Anonymous Steve Jobs said...

Dear Mr. Patterson.

Thank you for your kinds words. At Apple, we always appreciate feedback from our valued customers. And we sometimes also appreciate feedback from customers like you. This is one of those occasions, and I want to take this opportunity to reiterate on behalf of the board and of our dedicated team of creative and wonderful employees just how much we appreciate *your* feedback.

A lot.

Now, to business. We have worked hard to make iTunes the lumbering unstable behemoth it has become. This is of course because we need to make it cross-platform to run on our own amazing operating system, OS X, and on Windows. Not just one flavour of Windows either, but Windows XP, Windows Vista, Windows 2000... I could go on, but I'll get my secretary to do that for me because I'm very busy. Furthermore, we find that record labels are more keen to talk with us about allowing us to distribute their music if we make it difficult to do what the client wants. After all, that fits in with the business models that the music industry has adopted for the past 40 years, and we are humbly mere newcomers to the game.

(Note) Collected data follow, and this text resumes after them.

//! Configuration system for the pathname tools.
//!
//! This module provides layered configuration with support for:
//! - YAML configuration files (user config and an explicit file)
//! - Environment variable overrides
//! - Programmatic configuration via builder pattern
//! - Validation
//!
//! # Configuration Precedence
//!
//! Configuration is merged from multiple sources with the following precedence
//! (highest to lowest):
//!
//! 1. Programmatic overrides (via `ConfigBuilder::with_config`)
//! 2. Environment variables (`PATHNAME_*`)
//! 3. An explicit config file (via `ConfigBuilder::with_config_file`)
//! 4. User config (`~/.pathname/config.yaml`)
//! 5. Built-in defaults
//!
//! # Examples
//!
//! ```no_run
//! use pathname::config::ConfigBuilder;
//!
//! let config = ConfigBuilder::new().build().unwrap();
//! let path = config.builder().normalize(true).build(b"/a/./b").unwrap();
//! println!("{path} (limit {})", config.max_path_len());
//! ```

pub mod builder;
pub mod environment;
pub mod loader;
pub mod merger;
pub mod schema;
pub mod validator;

#[cfg(all(test, feature = "property-tests"))]
mod proptests;

// Re-export key types at module root
pub use builder::ConfigBuilder;
pub use environment::EnvironmentConfig;
pub use loader::{ConfigLoader, ConfigSource};
pub use merger::ConfigMerger;
pub use schema::{Config, OutputFormat};
pub use validator::{ConfigValidator, PATH_LEN_CEILING};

I should point out that just last week, a customer of ours (a Mr. Lycett of the Big Apple) lost all their data on their hard-drive when it destroyed itself in a fit. He had paid for extended Apple care and so we took his machine and confirmed that it was broken. As a result we let him re-download all 1,278 songs he had purchsed from us once we'd replaced his hard-drive. Now, that is only possible to do because we own the machine, the software, the distribution channel, and maintenance. However, it also means that we're able to completely ignore your pleas and make you work the way we decide. After all, we are the experts. You are a mere individual or, as we like to call you, profit source.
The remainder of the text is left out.